Directions>
The expected answer holds every line from the first line of the data below through the line containing "assert_eq!(detection.previews.len(), 3);", exactly as written, and no other line.

[Opening Raw data section]

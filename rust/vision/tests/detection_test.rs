// This Source Code Form is subject to the terms of the Mozilla Public
// License, v. 2.0. If a copy of the MPL was not distributed with this
// file, You can obtain one at https://mozilla.org/MPL/2.0/.

//! End-to-end checks of the analysis core on synthetic floor plans

use image::{Rgb, RgbImage};
use serde_json::json;

use planscan_vision::types::EdgeDumpConfig;
use planscan_vision::{
    detect_legend_groups, edge_points, extract_region, locate_boundary, BoundaryOutcome,
    BoundingBox, Calibration, CalibrationRequest, MeasureRequest, MeasurementLog,
    SharedCalibration, VisionConfig,
};

fn fill(img: &mut RgbImage, x0: u32, y0: u32, w: u32, h: u32, color: [u8; 3]) {
    for x in x0..x0 + w {
        for y in y0..y0 + h {
            img.put_pixel(x, y, Rgb(color));
        }
    }
}

/// A plan with a legend column on the left and one room on the right
fn create_plan() -> RgbImage {
    let mut img = RgbImage::from_pixel(400, 300, Rgb([255, 255, 255]));

    // Legend markers
    fill(&mut img, 20, 20, 30, 20, [220, 0, 0]);
    fill(&mut img, 20, 60, 30, 20, [0, 160, 0]);
    fill(&mut img, 20, 100, 30, 20, [220, 0, 0]);

    // Room walls from (180, 100) to (303, 163)
    fill(&mut img, 180, 100, 123, 3, [0, 0, 0]);
    fill(&mut img, 180, 160, 123, 3, [0, 0, 0]);
    fill(&mut img, 180, 100, 3, 63, [0, 0, 0]);
    fill(&mut img, 300, 100, 3, 63, [0, 0, 0]);

    img
}

#[test]
fn test_detect_and_group_markers() {
    let img = create_plan();
    let (detection, groups) = detect_legend_groups(&img, &VisionConfig::default());

    let ids: Vec<_> = detection.instances.iter().map(|i| i.id).collect();
    assert_eq!(ids, vec![1, 2, 3]);
    assert_eq!(detection.previews.len(), 3);

    assert_eq!(groups.len(), 2);
    assert_eq!(groups[0].group_key, "red_solid");
    assert_eq!(groups[0].count, 2);
    assert_eq!(groups[0].sample_instance_id, 1);
    assert_eq!(groups[1].group_key, "green_solid");
    assert_eq!(groups[1].sample_instance_id, 3);
}

#[test]
fn test_instance_json_shape() {
    let img = create_plan();
    let (detection, groups) = detect_legend_groups(&img, &VisionConfig::default());

    let first = serde_json::to_value(&detection.instances[0]).unwrap();
    assert_eq!(first["id"], 1);
    assert_eq!(first["color"], "red");
    assert_eq!(first["pattern"], "solid");
    assert_eq!(
        first["boundingBox"],
        json!({"x": 20, "y": 20, "width": 30, "height": 20})
    );
    assert_eq!(first["dimensions"], json!({"width": 30, "height": 20}));
    assert_eq!(first["extremePoints"]["left"][0], 20);
    assert_eq!(first["extremePoints"]["right"][0], 49);
    assert_eq!(first["extremePoints"]["top"][1], 20);
    assert_eq!(first["extremePoints"]["bottom"][1], 39);
    assert_eq!(first["preview"], "legend_1_red_solid.png");

    let group = serde_json::to_value(&groups[0]).unwrap();
    assert_eq!(group["groupKey"], "red_solid");
    assert_eq!(group["samplePreview"], "legend_1_red_solid.png");
    assert_eq!(group["sampleInstanceId"], 1);
    assert_eq!(group["instances"].as_array().map(Vec::len), Some(2));
}

#[test]
fn test_detection_is_repeatable() {
    let img = create_plan();
    let config = VisionConfig::default();

    let (first, _) = detect_legend_groups(&img, &config);
    let (second, _) = detect_legend_groups(&img, &config);

    assert_eq!(first, second);
}

#[test]
fn test_locate_room_and_serialize() {
    let img = create_plan();
    let outcome = locate_boundary(
        &img,
        &BoundingBox::new(235, 125, 10, 10),
        &VisionConfig::default().boundary,
    );

    let found = outcome.found().copied().expect("room should be found");
    // Wall centerlines: x 181 and 301, y 101 and 161
    assert!(found.x.abs_diff(181) <= 2, "x = {}", found.x);
    assert!(found.y.abs_diff(101) <= 2, "y = {}", found.y);
    assert!(found.width.abs_diff(120) <= 2, "width = {}", found.width);
    assert!(found.height.abs_diff(60) <= 2, "height = {}", found.height);
    assert_eq!(found.angle, 0.0);
    assert!(found.length >= found.thickness);

    let value = serde_json::to_value(outcome).unwrap();
    assert_eq!(value["status"], "found");
    assert_eq!(value["x"], found.x);
    assert!(value.get("thickness").is_some());
}

#[test]
fn test_locate_on_empty_area() {
    let img = RgbImage::from_pixel(300, 300, Rgb([255, 255, 255]));
    let outcome = locate_boundary(
        &img,
        &BoundingBox::new(150, 150, 1, 1),
        &VisionConfig::default().boundary,
    );

    assert_eq!(outcome, BoundaryOutcome::NoStructuralLines);
    assert_eq!(
        serde_json::to_value(outcome).unwrap(),
        json!({"status": "noStructuralLines"})
    );
    assert_eq!(
        serde_json::to_value(BoundaryOutcome::NoEnclosedBoundary).unwrap(),
        json!({"status": "noEnclosedBoundary"})
    );
}

#[test]
fn test_extract_marker_from_sample() {
    let img = create_plan();
    // A loose selection around the green marker
    let region = extract_region(
        &img,
        &BoundingBox::new(12, 52, 46, 36),
        &VisionConfig::default().sampler,
    )
    .unwrap();

    assert_eq!(region.bounding_box, BoundingBox::new(20, 60, 30, 20));
    assert_eq!(region.crop.dimensions(), (30, 20));

    let value = serde_json::to_value(&region).unwrap();
    assert_eq!(value["preview"], "region_20_60_30x20.png");
    assert!(value.get("range").is_some());
    assert!(value.get("crop").is_none());
}

#[test]
fn test_calibrate_then_measure() {
    let shared = SharedCalibration::new(Calibration::new());

    let request: CalibrationRequest =
        serde_json::from_value(json!({"pixelDistance": 100, "realDistance": 10})).unwrap();
    let response = shared.calibrate(&request).unwrap();
    assert_eq!(
        serde_json::to_value(response).unwrap(),
        json!({"pixelsPerUnit": 10.0})
    );

    let measure: MeasureRequest =
        serde_json::from_value(json!({"x1": 0, "y1": 0, "x2": 30, "y2": 40})).unwrap();
    let measurement = shared.measure(&measure);
    assert_eq!(
        serde_json::to_value(measurement).unwrap(),
        json!({"pixelDistance": 50.0, "realDistance": 5.0, "unit": "feet"})
    );
}

#[test]
fn test_group_totals_after_calibration() {
    let mut calibration = Calibration::new();
    calibration.set_calibration(48.0, 4.0).unwrap();

    let mut log = MeasurementLog::new();
    log.set_current_group("partition");
    for request in [
        MeasureRequest { x1: 0.0, y1: 0.0, x2: 120.0, y2: 0.0 },
        MeasureRequest { x1: 120.0, y1: 0.0, x2: 120.0, y2: 30.0 },
    ] {
        let (from, to) = request.endpoints();
        log.add(calibration.measure(from, to), None);
    }

    let total = log.total_for_group("partition").unwrap().unwrap();
    assert_eq!(
        serde_json::to_value(total).unwrap(),
        json!({
            "group": "partition",
            "labels": ["Measurement 1", "Measurement 2"],
            "total": 12.5,
            "unit": "feet"
        })
    );
    assert_eq!(
        serde_json::to_value(&log.measurements()[1]).unwrap(),
        json!({
            "id": 2,
            "group": "partition",
            "pixelDistance": 30.0,
            "realDistance": 2.5,
            "unit": "feet"
        })
    );
}

#[test]
fn test_edge_dump_is_row_major() {
    let mut img = RgbImage::from_pixel(80, 60, Rgb([255, 255, 255]));
    fill(&mut img, 20, 15, 30, 25, [0, 0, 0]);

    let points = edge_points(&img, &EdgeDumpConfig::default());

    assert!(!points.is_empty());
    assert!(points
        .windows(2)
        .all(|w| (w[0][1], w[0][0]) < (w[1][1], w[1][0])));
    assert!(points.iter().all(|&[x, y]| x < 80 && y < 60));
}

[Closing Raw data section]

Task solution>
filename rust/vision/tests/detection_test.rs
// This Source Code Form is subject to the terms of the Mozilla Public
// License, v. 2.0. If a copy of the MPL was not distributed with this
// file, You can obtain one at https://mozilla.org/MPL/2.0/.

//! End-to-end checks of the analysis core on synthetic floor plans

use image::{Rgb, RgbImage};
use serde_json::json;

use planscan_vision::types::EdgeDumpConfig;
use planscan_vision::{
    detect_legend_groups, edge_points, extract_region, locate_boundary, BoundaryOutcome,
    BoundingBox, Calibration, CalibrationRequest, MeasureRequest, MeasurementLog,
    SharedCalibration, VisionConfig,
};

fn fill(img: &mut RgbImage, x0: u32, y0: u32, w: u32, h: u32, color: [u8; 3]) {
    for x in x0..x0 + w {
        for y in y0..y0 + h {
            img.put_pixel(x, y, Rgb(color));
        }
    }
}

/// A plan with a legend column on the left and one room on the right
fn create_plan() -> RgbImage {
    let mut img = RgbImage::from_pixel(400, 300, Rgb([255, 255, 255]));

    // Legend markers
    fill(&mut img, 20, 20, 30, 20, [220, 0, 0]);
    fill(&mut img, 20, 60, 30, 20, [0, 160, 0]);
    fill(&mut img, 20, 100, 30, 20, [220, 0, 0]);

    // Room walls from (180, 100) to (303, 163)
    fill(&mut img, 180, 100, 123, 3, [0, 0, 0]);
    fill(&mut img, 180, 160, 123, 3, [0, 0, 0]);
    fill(&mut img, 180, 100, 3, 63, [0, 0, 0]);
    fill(&mut img, 300, 100, 3, 63, [0, 0, 0]);

    img
}

#[test]
fn test_detect_and_group_markers() {
    let img = create_plan();
    let (detection, groups) = detect_legend_groups(&img, &VisionConfig::default());

    let ids: Vec<_> = detection.instances.iter().map(|i| i.id).collect();
    assert_eq!(ids, vec![1, 2, 3]);
    assert_eq!(detection.previews.len(), 3);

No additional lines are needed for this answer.